Gherardo naquit à Florence l’an 1354. Il manifesta de bonne heure de grandes dispositions pour le dessin, et fut placé dans l’atelier d’Antonio de Venise. Au bout de quelques années, il se sentit assez fort pour se séparer de son maître et travailler à son propre compte. À Santa-Croce, dans la chapelle des Castellani, il peignit à fresque pour Michele di Vanni plusieurs sujets tirés de la vie de saint Antoine et de saint Nicolas. Ces ouvrages, d’un bon style et d’une exécution soignée, le firent remarquer par certains Espagnols qui le conduisirent dans leur pays, et le présentèrent au roi qui l’accueillit favorablement. Gherardo n’eut pas de peine à abandonner sa patrie, où sa vie était journellement menacée par des citoyens qu’il avait maltraités, lorsque Michele di Lando fut nommé gonfalonier.
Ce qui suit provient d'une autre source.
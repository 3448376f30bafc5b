//! Provider resolution
//!
//! Configuration refers to providers by name; implementations register a
//! factory at startup and the names are resolved here. An unknown name is
//! fatal (exit code 2), matching the configured-class policy.

use std::collections::BTreeMap;
use std::sync::RwLock;

use anyhow::Context;
use once_cell::sync::Lazy;
use tracing::debug;

use climeval_config::Config;
use climeval_core::error::InvalidProviderError;
use climeval_core::providers::{DiagnosticProvider, ProviderRegistry};
use climeval_db::Database;

type ProviderFactory = fn() -> DiagnosticProvider;

static FACTORIES: Lazy<RwLock<BTreeMap<String, ProviderFactory>>> =
    Lazy::new(|| RwLock::new(BTreeMap::new()));

/// Register a provider factory under a name usable in configuration
pub fn register_provider_factory(name: &str, factory: ProviderFactory) {
    FACTORIES
        .write()
        .expect("provider factory lock poisoned")
        .insert(name.to_string(), factory);
}

fn register_builtin_factories() {
    register_provider_factory("example", crate::testing::example_provider);
}

/// Instantiate a provider by its configured name
pub fn build_provider(name: &str) -> Result<DiagnosticProvider, InvalidProviderError> {
    register_builtin_factories();
    let factories = FACTORIES.read().expect("provider factory lock poisoned");
    let factory = factories.get(name).ok_or_else(|| InvalidProviderError {
        provider: name.to_string(),
        reason: format!(
            "no provider factory registered under this name. Known: {}",
            factories.keys().cloned().collect::<Vec<_>>().join(", ")
        ),
    })?;
    Ok(factory())
}

/// Build the active provider registry from configuration and record every
/// provider in the database
pub async fn build_registry(config: &Config, db: &Database) -> anyhow::Result<ProviderRegistry> {
    let mut providers = Vec::new();
    for entry in &config.diagnostic_providers {
        let provider = build_provider(&entry.provider)?;
        debug!(
            provider = provider.slug(),
            version = provider.version(),
            "loaded provider"
        );
        providers.push(provider);
    }

    let registry = db.registry();
    for provider in &providers {
        registry
            .register_provider(provider)
            .await
            .with_context(|| format!("failed to register provider '{}'", provider.slug()))?;
    }

    Ok(ProviderRegistry::new(providers))
}

#[cfg(test)]
mod tests {
    use super::*;

    #[test]
    fn test_builtin_example_provider() {
        let provider = build_provider("example").unwrap();
        assert_eq!(provider.slug(), "example");
        assert!(!provider.diagnostics().is_empty());
    }

    #[test]
    fn test_unknown_provider_is_invalid() {
        let err = build_provider("nope").unwrap_err();
        assert!(err.to_string().contains("nope"));
    }
}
Ses travaux pour le roi d’Espagne lui valurent de riches récompenses. Empressé de montrer sa fortune à ses parents et à ses amis, Gherardo revint à Florence. Tous ses compatriotes le revirent avec plaisir. Il ne tarda pas à être chargé de représenter l’Histoire de saint Jérôme dans la chapelle consacrée à ce saint, dans l’église del Carmine. Les attitudes de ses figures sont variées et expressives, et quelques-uns de ses costumes sont imités de ceux que portaient les Espagnols d’alors. Une de ces compositions se distingue par une grâce et une naïveté charmantes. Saint Jérôme est à l’école. Le magister ordonne à un enfant de tenir sur son dos un de ses camarades pendant qu’il lui administre les étrivières. La pauvre petite victime se débat comme un beau diable, et dans sa douleur essaie de mordre l’oreille du complice de son bourreau. On admire également le saint Jérôme, à l’article de la mort, dictant son testament à quelques moines. Les uns écrivent, les autres regardent leur maître dont ils écoutent religieusement les paroles. Cet ouvrage rendit le nom de Gherardo fameux dans toute l’Italie. On l’appela à Pise pour décorer le chapitre de San-Niccolà, mais il ne voulut pas quitter Florence, et envoya à sa place son élève, Antonio Vite de Pistoia, qui représenta, à la satisfaction des Pisans, la Passion de Jésus-Christ, telle que nous la voyons aujourd’hui.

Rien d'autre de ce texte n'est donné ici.